BEGIN Data to use
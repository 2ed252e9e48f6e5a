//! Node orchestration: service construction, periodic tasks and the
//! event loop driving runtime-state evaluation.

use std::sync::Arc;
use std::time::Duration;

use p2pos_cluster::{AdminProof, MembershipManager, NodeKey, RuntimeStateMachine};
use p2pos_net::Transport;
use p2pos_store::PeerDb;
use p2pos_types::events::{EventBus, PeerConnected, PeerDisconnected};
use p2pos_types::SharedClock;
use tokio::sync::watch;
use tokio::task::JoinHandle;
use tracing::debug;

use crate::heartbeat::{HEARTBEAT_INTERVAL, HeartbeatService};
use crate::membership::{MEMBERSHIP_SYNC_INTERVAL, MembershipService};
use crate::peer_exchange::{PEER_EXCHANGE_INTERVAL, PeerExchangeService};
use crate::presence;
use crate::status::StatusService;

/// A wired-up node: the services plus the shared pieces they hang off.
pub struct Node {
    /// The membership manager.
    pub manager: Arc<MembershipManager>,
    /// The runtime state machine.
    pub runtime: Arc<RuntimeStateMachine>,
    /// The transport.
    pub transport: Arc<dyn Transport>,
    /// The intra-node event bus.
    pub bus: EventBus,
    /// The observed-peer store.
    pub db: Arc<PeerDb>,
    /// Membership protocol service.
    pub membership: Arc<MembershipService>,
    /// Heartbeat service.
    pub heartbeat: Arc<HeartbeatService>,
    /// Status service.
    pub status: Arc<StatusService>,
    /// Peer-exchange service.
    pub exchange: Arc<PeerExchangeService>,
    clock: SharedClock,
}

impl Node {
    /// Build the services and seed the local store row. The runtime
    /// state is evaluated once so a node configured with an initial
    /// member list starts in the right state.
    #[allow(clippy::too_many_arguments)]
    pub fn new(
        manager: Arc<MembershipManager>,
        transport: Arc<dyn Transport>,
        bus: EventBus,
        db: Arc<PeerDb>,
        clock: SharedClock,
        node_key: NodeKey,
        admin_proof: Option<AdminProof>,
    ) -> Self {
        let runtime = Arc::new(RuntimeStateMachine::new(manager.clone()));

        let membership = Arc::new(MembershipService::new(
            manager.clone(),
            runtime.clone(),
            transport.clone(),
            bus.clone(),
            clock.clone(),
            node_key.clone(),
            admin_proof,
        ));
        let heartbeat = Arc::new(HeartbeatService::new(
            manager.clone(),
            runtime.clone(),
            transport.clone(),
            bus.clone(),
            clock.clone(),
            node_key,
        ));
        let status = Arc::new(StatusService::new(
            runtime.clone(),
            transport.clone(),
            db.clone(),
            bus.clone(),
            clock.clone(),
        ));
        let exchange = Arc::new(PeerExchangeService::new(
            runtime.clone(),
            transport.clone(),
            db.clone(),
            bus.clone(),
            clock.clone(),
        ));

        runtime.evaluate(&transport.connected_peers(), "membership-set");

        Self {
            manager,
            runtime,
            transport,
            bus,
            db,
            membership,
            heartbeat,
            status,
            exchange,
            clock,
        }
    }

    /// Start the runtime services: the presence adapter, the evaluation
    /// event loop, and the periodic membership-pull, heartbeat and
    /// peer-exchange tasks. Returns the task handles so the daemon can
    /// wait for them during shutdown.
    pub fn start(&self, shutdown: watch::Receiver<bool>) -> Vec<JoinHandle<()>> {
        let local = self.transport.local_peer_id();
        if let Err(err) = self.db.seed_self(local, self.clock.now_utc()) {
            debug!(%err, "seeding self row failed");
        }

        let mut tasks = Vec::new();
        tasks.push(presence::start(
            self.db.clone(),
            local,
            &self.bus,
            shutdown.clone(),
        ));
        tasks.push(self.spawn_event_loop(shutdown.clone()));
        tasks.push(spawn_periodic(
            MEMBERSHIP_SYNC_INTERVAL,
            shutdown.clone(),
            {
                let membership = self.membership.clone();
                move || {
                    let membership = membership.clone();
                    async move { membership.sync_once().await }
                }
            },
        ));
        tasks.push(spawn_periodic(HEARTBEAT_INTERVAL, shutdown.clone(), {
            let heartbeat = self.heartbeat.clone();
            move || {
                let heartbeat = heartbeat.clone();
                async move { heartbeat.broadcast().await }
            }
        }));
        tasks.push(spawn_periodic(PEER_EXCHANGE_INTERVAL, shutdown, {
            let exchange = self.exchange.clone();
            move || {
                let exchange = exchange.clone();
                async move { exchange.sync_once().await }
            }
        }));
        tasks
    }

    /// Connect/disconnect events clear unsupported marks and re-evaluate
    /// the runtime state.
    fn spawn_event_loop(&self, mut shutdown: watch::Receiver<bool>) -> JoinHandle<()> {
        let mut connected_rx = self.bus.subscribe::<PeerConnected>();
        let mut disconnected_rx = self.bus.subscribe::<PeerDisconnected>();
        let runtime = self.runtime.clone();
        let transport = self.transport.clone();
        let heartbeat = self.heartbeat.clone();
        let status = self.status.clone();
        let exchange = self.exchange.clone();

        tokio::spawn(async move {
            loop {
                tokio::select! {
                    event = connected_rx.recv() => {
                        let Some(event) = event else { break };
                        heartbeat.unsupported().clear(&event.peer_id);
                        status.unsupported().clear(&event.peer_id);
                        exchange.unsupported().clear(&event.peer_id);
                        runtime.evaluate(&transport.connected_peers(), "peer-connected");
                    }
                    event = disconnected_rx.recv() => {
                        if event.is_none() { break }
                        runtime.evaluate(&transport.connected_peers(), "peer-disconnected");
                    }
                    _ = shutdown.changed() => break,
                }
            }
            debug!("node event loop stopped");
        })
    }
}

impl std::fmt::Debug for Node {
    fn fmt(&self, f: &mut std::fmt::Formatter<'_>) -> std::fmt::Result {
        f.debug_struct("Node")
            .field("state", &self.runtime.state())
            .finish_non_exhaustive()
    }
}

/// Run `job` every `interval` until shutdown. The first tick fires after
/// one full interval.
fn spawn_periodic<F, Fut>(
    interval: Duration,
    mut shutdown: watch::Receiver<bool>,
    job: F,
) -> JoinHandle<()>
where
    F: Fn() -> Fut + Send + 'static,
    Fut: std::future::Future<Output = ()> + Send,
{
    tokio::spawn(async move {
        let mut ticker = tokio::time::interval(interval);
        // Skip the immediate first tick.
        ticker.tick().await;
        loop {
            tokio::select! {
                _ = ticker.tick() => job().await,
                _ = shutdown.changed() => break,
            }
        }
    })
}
END Data to use
# [Work item]
Copy the records exactly.

# [Output]
repository 2ed252e9e48f6e5a
//! Node orchestration: service construction, periodic tasks and the
//! event loop driving runtime-state evaluation.

use std::sync::Arc;
use std::time::Duration;

use p2pos_cluster::{AdminProof, MembershipManager, NodeKey, RuntimeStateMachine};
use p2pos_net::Transport;
use p2pos_store::PeerDb;
use p2pos_types::events::{EventBus, PeerConnected, PeerDisconnected};
use p2pos_types::SharedClock;
use tokio::sync::watch;
use tokio::task::JoinHandle;
use tracing::debug;

use crate::heartbeat::{HEARTBEAT_INTERVAL, HeartbeatService};
use crate::membership::{MEMBERSHIP_SYNC_INTERVAL, MembershipService};
use crate::peer_exchange::{PEER_EXCHANGE_INTERVAL, PeerExchangeService};
use crate::presence;
use crate::status::StatusService;

/// A wired-up node: the services plus the shared pieces they hang off.
pub struct Node {
    /// The membership manager.
    pub manager: Arc<MembershipManager>,
    /// The runtime state machine.
    pub runtime: Arc<RuntimeStateMachine>,
    /// The transport.
    pub transport: Arc<dyn Transport>,
    /// The intra-node event bus.
    pub bus: EventBus,
    /// The observed-peer store.
    pub db: Arc<PeerDb>,
    /// Membership protocol service.
    pub membership: Arc<MembershipService>,
    /// Heartbeat service.
    pub heartbeat: Arc<HeartbeatService>,
    /// Status service.
    pub status: Arc<StatusService>,
    /// Peer-exchange service.
    pub exchange: Arc<PeerExchangeService>,
    clock: SharedClock,
}

impl Node {
    /// Build the services and seed the local store row. The runtime
    /// state is evaluated once so a node configured with an initial
    /// member list starts in the right state.
    #[allow(clippy::too_many_arguments)]
    pub fn new(
        manager: Arc<MembershipManager>,
        transport: Arc<dyn Transport>,
        bus: EventBus,
        db: Arc<PeerDb>,
        clock: SharedClock,
        node_key: NodeKey,
        admin_proof: Option<AdminProof>,
    ) -> Self {
        let runtime = Arc::new(RuntimeStateMachine::new(manager.clone()));

        let membership = Arc::new(MembershipService::new(
            manager.clone(),
            runtime.clone(),
            transport.clone(),
            bus.clone(),
            clock.clone(),
            node_key.clone(),
            admin_proof,
        ));
        let heartbeat = Arc::new(HeartbeatService::new(
            manager.clone(),
            runtime.clone(),
            transport.clone(),
            bus.clone(),
            clock.clone(),
            node_key,
        ));
        let status = Arc::new(StatusService::new(
            runtime.clone(),
            transport.clone(),
            db.clone(),
            bus.clone(),
            clock.clone(),
        ));
        let exchange = Arc::new(PeerExchangeService::new(
            runtime.clone(),
            transport.clone(),
            db.clone(),
            bus.clone(),
            clock.clone(),
        ));

        runtime.evaluate(&transport.connected_peers(), "membership-set");

        Self {
            manager,
            runtime,
            transport,
            bus,
            db,
            membership,
            heartbeat,
            status,
            exchange,
            clock,
        }
    }

    /// Start the runtime services: the presence adapter, the evaluation
    /// event loop, and the periodic membership-pull, heartbeat and
    /// peer-exchange tasks. Returns the task handles so the daemon can
    /// wait for them during shutdown.
    pub fn start(&self, shutdown: watch::Receiver<bool>) -> Vec<JoinHandle<()>> {
        let local = self.transport.local_peer_id();
        if let Err(err) = self.db.seed_self(local, self.clock.now_utc()) {
            debug!(%err, "seeding self row failed");
        }

        let mut tasks = Vec::new();
        tasks.push(presence::start(
            self.db.clone(),
            local,
            &self.bus,
            shutdown.clone(),
        ));
        tasks.push(self.spawn_event_loop(shutdown.clone()));
        tasks.push(spawn_periodic(
            MEMBERSHIP_SYNC_INTERVAL,
            shutdown.clone(),
            {
                let membership = self.membership.clone();
                move || {
                    let membership = membership.clone();
                    async move { membership.sync_once().await }
                }
            },
        ));
        tasks.push(spawn_periodic(HEARTBEAT_INTERVAL, shutdown.clone(), {
            let heartbeat = self.heartbeat.clone();
            move || {
                let heartbeat = heartbeat.clone();
                async move { heartbeat.broadcast().await }
            }
        }));
        tasks.push(spawn_periodic(PEER_EXCHANGE_INTERVAL, shutdown, {
            let exchange = self.exchange.clone();
            move || {
                let exchange = exchange.clone();
                async move { exchange.sync_once().await }
            }
        }));
        tasks
    }

    /// Connect/disconnect events clear unsupported marks and re-evaluate
    /// the runtime state.
    fn spawn_event_loop(&self, mut shutdown: watch::Receiver<bool>) -> JoinHandle<()> {
        let mut connected_rx = self.bus.subscribe::<PeerConnected>();
        let mut disconnected_rx = self.bus.subscribe::<PeerDisconnected>();
        let runtime = self.runtime.clone();
        let transport = self.transport.clone();
        let heartbeat = self.heartbeat.clone();
        let status = self.status.clone();
        let exchange = self.exchange.clone();

        tokio::spawn(async move {
            loop {
                tokio::select! {
                    event = connected_rx.recv() => {
                        let Some(event) = event else { break };
                        heartbeat.unsupported().clear(&event.peer_id);
                        status.unsupported().clear(&event.peer_id);
                        exchange.unsupported().clear(&event.peer_id);
                        runtime.evaluate(&transport.connected_peers(), "peer-connected");
                    }
                    event = disconnected_rx.recv() => {
                        if event.is_none() { break }
                        runtime.evaluate(&transport.connected_peers(), "peer-disconnected");
                    }
                    _ = shutdown.changed() => break,
                }
            }
            debug!("node event loop stopped");
        })
    }
}

impl std::fmt::Debug for Node {
    fn fmt(&self, f: &mut std::fmt::Formatter<'_>) -> std::fmt::Result {
        f.debug_struct("Node")
            .field("state", &self.runtime.state())
            .finish_non_exhaustive()
    }
}

/// Run `job` every `interval` until shutdown. The first tick fires after
/// one full interval.
fn spawn_periodic<F, Fut>(
    interval: Duration,
    mut shutdown: watch::Receiver<bool>,
    job: F,
) -> JoinHandle<()>
where
    F: Fn() -> Fut + Send + 'static,
    Fut: std::future::Future<Output = ()> + Send,
{
    tokio::spawn(async move {
        let mut ticker = tokio::time::interval(interval);
        // Skip the immediate first tick.
        ticker.tick().await;
        loop {
            tokio::select! {
                _ = ticker.tick() => job().await,
                _ = shutdown.changed() => break,
            }
        }
    })
}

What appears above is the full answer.